The Animal Planet show Whale Wars, which follows the controversial efforts of activists to deter Japanese whale hunters by any means necessary, has already gotten a lot of press, both for and against the team's tactics. Now members of the organization Sea Shepherd aboard the vessel Steve Irwin (RIP) are going to welcome star power on board in the second TV season of their fight: Darryl Hannah, who has graced this blog a time or two (or three) before, will appear on the show.

Technically, the whale hunters targeted by the Steve Irwin crew are within the law, which permits 1,000 whales to be killed each year in the name of research. But as the ship captain, former Greenpeace activist Paul Watson, claims those hunters are no researchers; they're capitalists.
 

Enter Ms. Hannah, already known for her aquatic quests Splash and the more recent made-for-TV movie Shark Swarm, not to mention her well-documented activism and eco-friendly lifestyle. She's going on board the Steve Irwin for a week, and she'll be on there for her 48th birthday.

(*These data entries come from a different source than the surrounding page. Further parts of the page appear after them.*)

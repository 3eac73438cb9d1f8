//! The Codex: the label taxonomy every annotation is scored against.
//!
//! The taxonomy itself is configuration data (a JSON file shared with the
//! generator side). The one part that is *not* configurable is
//! [`CLEAVAGE_ORDER`]: exported records carry cleavage scores as a positional
//! array, so that ordering is the schema contract with downstream training
//! code.

use std::collections::HashSet;

use serde::{Deserialize, Serialize};

use crate::{Error, Result};

// ─── Schema contract ─────────────────────────────────────────────────────────

/// Positional order of the `cleavages` array in exported records.
///
/// Reordering, inserting, or removing an entry breaks every existing training
/// pipeline; bump [`CLEAVAGE_SCHEMA_VERSION`] if this ever changes.
pub const CLEAVAGE_ORDER: [&str; 5] = [
  "cleavage_post_peasant",
  "cleavage_economic_anxiety",
  "cleavage_sovereigntist",
  "cleavage_generational",
  "cleavage_trauma",
];

/// Version of the [`CLEAVAGE_ORDER`] contract.
pub const CLEAVAGE_SCHEMA_VERSION: u32 = 1;

/// Emotion id used when no emotion was suggested. Always accepted, even when
/// the codex defines its own emotion list.
pub const NEUTRAL_EMOTION: &str = "NEUTRAL";

// ─── Families ────────────────────────────────────────────────────────────────

/// The three scored label families.
#[derive(
  Debug,
  Clone,
  Copy,
  PartialEq,
  Eq,
  Hash,
  Serialize,
  Deserialize,
  strum::Display,
)]
#[serde(rename_all = "lowercase")]
#[strum(serialize_all = "lowercase")]
pub enum LabelFamily {
  Cleavage,
  Tactic,
  Emotion,
}

// ─── Taxonomy ────────────────────────────────────────────────────────────────

/// One label definition.
#[derive(Debug, Clone, PartialEq, Eq, Serialize, Deserialize)]
pub struct CodexItem {
  pub id:          String,
  #[serde(default)]
  pub name:        String,
  #[serde(default)]
  pub description: String,
  #[serde(default, skip_serializing_if = "Vec::is_empty")]
  pub examples:    Vec<String>,
}

impl CodexItem {
  fn bare(id: &str, name: &str) -> Self {
    Self {
      id:          id.to_owned(),
      name:        name.to_owned(),
      description: String::new(),
      examples:    Vec::new(),
    }
  }
}

#[derive(Debug, Clone, Default, PartialEq, Eq, Serialize, Deserialize)]
pub struct CodexLabels {
  #[serde(default)]
  pub cleavages: Vec<CodexItem>,
  #[serde(default)]
  pub tactics:   Vec<CodexItem>,
  #[serde(default)]
  pub emotions:  Vec<CodexItem>,
}

/// The full taxonomy, in the same shape as the on-disk classification file:
/// `{"labels": {"cleavages": [...], "tactics": [...], "emotions": [...]}}`.
///
/// A family with no items accepts any label id; this is what
/// [`Codex::builtin`] does for tactics and emotions.
#[derive(Debug, Clone, Default, PartialEq, Eq, Serialize, Deserialize)]
pub struct Codex {
  #[serde(default)]
  pub labels: CodexLabels,
}

impl Codex {
  /// The cleavages from [`CLEAVAGE_ORDER`] and open tactic/emotion families.
  pub fn builtin() -> Self {
    let names = [
      "Post-peasant",
      "Economic anxiety",
      "Sovereigntist",
      "Generational",
      "Trauma",
    ];
    Self {
      labels: CodexLabels {
        cleavages: CLEAVAGE_ORDER
          .iter()
          .zip(names)
          .map(|(id, name)| CodexItem::bare(id, name))
          .collect(),
        tactics:   Vec::new(),
        emotions:  Vec::new(),
      },
    }
  }

  /// Parse and validate a codex file.
  ///
  /// A non-empty cleavage list must contain every [`CLEAVAGE_ORDER`] label,
  /// and no family may define the same id twice.
  pub fn from_json(input: &str) -> Result<Self> {
    let codex: Codex = serde_json::from_str(input)?;
    codex.validate()?;
    tracing::debug!(
      cleavages = codex.labels.cleavages.len(),
      tactics = codex.labels.tactics.len(),
      emotions = codex.labels.emotions.len(),
      "loaded codex"
    );
    Ok(codex)
  }

  fn validate(&self) -> Result<()> {
    for family in [LabelFamily::Cleavage, LabelFamily::Tactic, LabelFamily::Emotion]
    {
      let mut seen = HashSet::new();
      for item in self.family(family) {
        if !seen.insert(item.id.as_str()) {
          return Err(Error::DuplicateLabel {
            family: family.to_string(),
            label:  item.id.clone(),
          });
        }
      }
    }

    let cleavages = self.family(LabelFamily::Cleavage);
    if cleavages.is_empty() {
      return Ok(());
    }
    let missing: Vec<String> = CLEAVAGE_ORDER
      .iter()
      .filter(|id| !cleavages.iter().any(|c| c.id == **id))
      .map(|id| (*id).to_owned())
      .collect();
    if !missing.is_empty() {
      return Err(Error::CodexContract {
        version: CLEAVAGE_SCHEMA_VERSION,
        missing,
      });
    }
    Ok(())
  }

  pub fn family(&self, family: LabelFamily) -> &[CodexItem] {
    match family {
      LabelFamily::Cleavage => &self.labels.cleavages,
      LabelFamily::Tactic => &self.labels.tactics,
      LabelFamily::Emotion => &self.labels.emotions,
    }
  }

  /// Whether `label` is a valid id for `family`.
  pub fn accepts(&self, family: LabelFamily, label: &str) -> bool {
    if family == LabelFamily::Emotion && label == NEUTRAL_EMOTION {
      return true;
    }
    let items = self.family(family);
    items.is_empty() || items.iter().any(|item| item.id == label)
  }
}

“They are hunting endangered species in a marine protected area,” she said. “It is surprising and shocking to me that governments are not doing this work - that it is up to individuals and non-government organizations to uphold international law and protect endangered species."

Due to the brevity of her stay, it's unlikely she'll see much confrontational actions first-hand, but just by agreeing to visit she has already brought more attention to a noble cause (even if the methods used by the crusaders are controversial).

Progress has already been made in terms of whale lives saved: Last year the hunters returned with 551 minke whales, just over half of their planned catch. This year they intend to catch 985. We'll see how that goes.

“If Greenpeace would join forces with Sea Shepherd they would shut down the whaling industry right away," Hannah said. "If they were really serious and held their convictions they could accomplish this.” Well no one can question Hannah's convictions, certainly.